┌──

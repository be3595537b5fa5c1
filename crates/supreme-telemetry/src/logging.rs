//! Structured logging initialization.

use crate::error::{TelemetryError, TelemetryResult};
use tracing_subscriber::{fmt, layer::SubscriberExt, util::SubscriberInitExt, EnvFilter};

/// Initialize structured logging.
///
/// `RUST_LOG` takes precedence over `default_level`. Output is JSON when
/// `RUST_ENV=production`, pretty otherwise.
pub fn init_logging(default_level: &str) -> TelemetryResult<()> {
    let env_filter = EnvFilter::try_from_default_env()
        .unwrap_or_else(|_| EnvFilter::new(default_level));

    let is_production = std::env::var("RUST_ENV")
        .map(|v| v == "production")
        .unwrap_or(false);

    let result = if is_production {
        tracing_subscriber::registry()
            .with(env_filter)
            .with(
                fmt::layer()
                    .json()
                    .with_current_span(true)
                    .with_span_list(true),
            )
            .try_init()
    } else {
        tracing_subscriber::registry()
            .with(env_filter)
            .with(fmt::layer().pretty().with_target(true))
            .try_init()
    };

    result.map_err(|e| TelemetryError::LoggingInit(e.to_string()))
}
//! Mock trade stream server.
//!
//! Serves `aggTrade` frames to every connection, either continuously or
//! once per connection (to simulate a feed that goes silent).

use std::net::SocketAddr;
use std::sync::atomic::{AtomicUsize, Ordering};
use std::sync::Arc;
use std::time::Duration;

use futures_util::{SinkExt, StreamExt};
use tokio::net::{TcpListener, TcpStream};
use tokio_tungstenite::{accept_async, tungstenite::Message};
use tokio_util::sync::CancellationToken;

#[derive(Debug, Clone, Copy)]
pub enum TradeMode {
    /// One trade every `interval`.
    Stream { interval: Duration },
    /// One trade after connecting, then silence.
    Once,
}

pub struct MockTradeServer {
    addr: SocketAddr,
    connections: Arc<AtomicUsize>,
    shutdown: CancellationToken,
}

impl MockTradeServer {
    pub async fn start(mode: TradeMode) -> Self {
        let listener = TcpListener::bind("127.0.0.1:0").await.unwrap();
        let addr = listener.local_addr().unwrap();
        let connections = Arc::new(AtomicUsize::new(0));
        let shutdown = CancellationToken::new();

        let conns = Arc::clone(&connections);
        let token = shutdown.clone();
        tokio::spawn(async move {
            loop {
                tokio::select! {
                    () = token.cancelled() => break,
                    Ok((stream, _)) = listener.accept() => {
                        conns.fetch_add(1, Ordering::SeqCst);
                        tokio::spawn(serve(stream, mode, token.clone()));
                    }
                }
            }
        });

        Self {
            addr,
            connections,
            shutdown,
        }
    }

    pub fn url(&self) -> String {
        format!("ws://{}", self.addr)
    }

    pub fn connection_count(&self) -> usize {
        self.connections.load(Ordering::SeqCst)
    }

    pub fn shutdown(&self) {
        self.shutdown.cancel();
    }
}

fn trade(seq: u64) -> String {
    let price = 65_000 + (seq % 7) * 10;
    format!(
        r#"{{"e":"aggTrade","s":"BTCUSDT","p":"{price}.50","q":"0.1","T":{}}}"#,
        1_718_000_000_000u64 + seq * 100
    )
}

async fn serve(stream: TcpStream, mode: TradeMode, shutdown: CancellationToken) {
    let Ok(ws) = accept_async(stream).await else {
        return;
    };
    let (mut write, mut read) = ws.split();

    if write.send(Message::Text(trade(0).into())).await.is_err() {
        return;
    }

    let interval = match mode {
        TradeMode::Stream { interval } => Some(interval),
        TradeMode::Once => None,
    };
    let mut seq = 1;

    loop {
        tokio::select! {
            () = shutdown.cancelled() => {
                let _ = write.send(Message::Close(None)).await;
                return;
            }
            msg = read.next() => match msg {
                Some(Ok(Message::Close(_))) | None | Some(Err(_)) => return,
                _ => {}
            },
            () = async {
                match interval {
                    Some(d) => tokio::time::sleep(d).await,
                    None => std::future::pending::<()>().await,
                }
            } => {
                if write.send(Message::Text(trade(seq).into())).await.is_err() {
                    return;
                }
                seq += 1;
            }
        }
    }
}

└──

EXERCISE INSTRUCTIONS: Where a line of the records includes "pretty", copy it.

ANSWER TO THIS TASK:
/// `RUST_ENV=production`, pretty otherwise.
            .with(fmt::layer().pretty().with_target(true))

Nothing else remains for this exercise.